The film was a highly controversial box-office success.[10] Argentine newspaper La Nación wrote in 1969 that the film left an extraordinary international mark and was one of Argentina's biggest blockbusters over recent years.[11] In November 1958, The News and Courier reported that "a saucy Latin lass has smashed South American box office records with the most daring dunking since Hedy Lamarr disrobed to fame in Ecstasy."[12] The movie's premiere in Montevideo, Uruguay, broke box office records, and Sarli's bath scene "rocked some Latin American capitals". In April 1959 Brian Bell of the Pittsburgh Post-Gazette wrote, "There was nothing particularly exciting about the movie except Miss Sarli, in a birthday suit swimming scene. It was a box office smash in South America."[13] However, Sarli was panned by fellow filmmakers for the nude scene.

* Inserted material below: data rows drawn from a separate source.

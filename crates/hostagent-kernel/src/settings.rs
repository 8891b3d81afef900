//! Durable key/value settings, stored as one JSON object.

use hostagent_types::error::PlatformResult;
use serde_json::{Map, Value};
use std::path::{Path, PathBuf};
use std::sync::RwLock;
use tracing::{debug, warn};

/// File name of the settings store under the agent home.
pub const SETTINGS_FILE: &str = "platform.settings";

/// Opaque settings map, rewritten wholesale on every write.
#[derive(Debug)]
pub struct SettingsStore {
    path: PathBuf,
    values: RwLock<Map<String, Value>>,
}

impl SettingsStore {
    /// Open the store at `path`. A missing or corrupt file yields an empty
    /// map.
    pub fn open(path: impl Into<PathBuf>) -> Self {
        let path = path.into();
        let values = match std::fs::read_to_string(&path) {
            Ok(raw) => serde_json::from_str::<Map<String, Value>>(&raw).unwrap_or_else(|e| {
                warn!(path = %path.display(), error = %e, "Ignoring unreadable settings");
                Map::new()
            }),
            Err(_) => Map::new(),
        };
        Self {
            path,
            values: RwLock::new(values),
        }
    }

    /// Open `{home}/platform.settings`.
    pub fn in_home(home: &Path) -> Self {
        Self::open(home.join(SETTINGS_FILE))
    }

    /// Store `value` under `key` and persist the whole map.
    pub fn set(&self, key: &str, value: Value) -> PlatformResult<()> {
        debug!(key, "Setting value");
        let snapshot = {
            let mut values = self.values.write().unwrap_or_else(|e| e.into_inner());
            values.insert(key.to_string(), value);
            values.clone()
        };
        if let Some(parent) = self.path.parent() {
            std::fs::create_dir_all(parent)?;
        }
        std::fs::write(&self.path, serde_json::to_vec(&snapshot)?)?;
        Ok(())
    }

    /// The value under `key`, if any.
    pub fn get(&self, key: &str) -> Option<Value> {
        let values = self.values.read().unwrap_or_else(|e| e.into_inner());
        values.get(key).cloned()
    }
}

The film featured Isabel Sarli in her first starring role and made her a sex symbol. It also marked the beginning of her partnership with Armando Bó. The partnership spanned almost three decades and made numerous sexploitation films.[14] Now considered a classic, the bath scene was the first one to feature full frontal nudity in Argentine cinema,[15] and in all of Latin America.[16] The News and Courier wrote "the opening in Buenos Aires was hailed as the start of a new era for Argentina's movie industry" after the end of Juan Perón's service as president and his propaganda techniques. Thunder Among the Leaves was the star vehicle for Sarli and made her and Bó internationally renowned.[17] The nude scene, particularly, is said to have "[sparked] her star phenomena".[18] The scandal caused by it attracted the international press and Sarli soon appeared in publications such as Time and Life.[19] The film made her popular and at the premiere of her second film with Bó, Sabaleros (1959), a crowd of young fans mobbed her as she got to the cinema, ripped her dress and broke through a police cordon, which caused Sarli to faint twice.[20] The Star-Banner reported "Buenos Aires moviegoers could not remember a more surprising and delirious reception for an Argentine movie actress."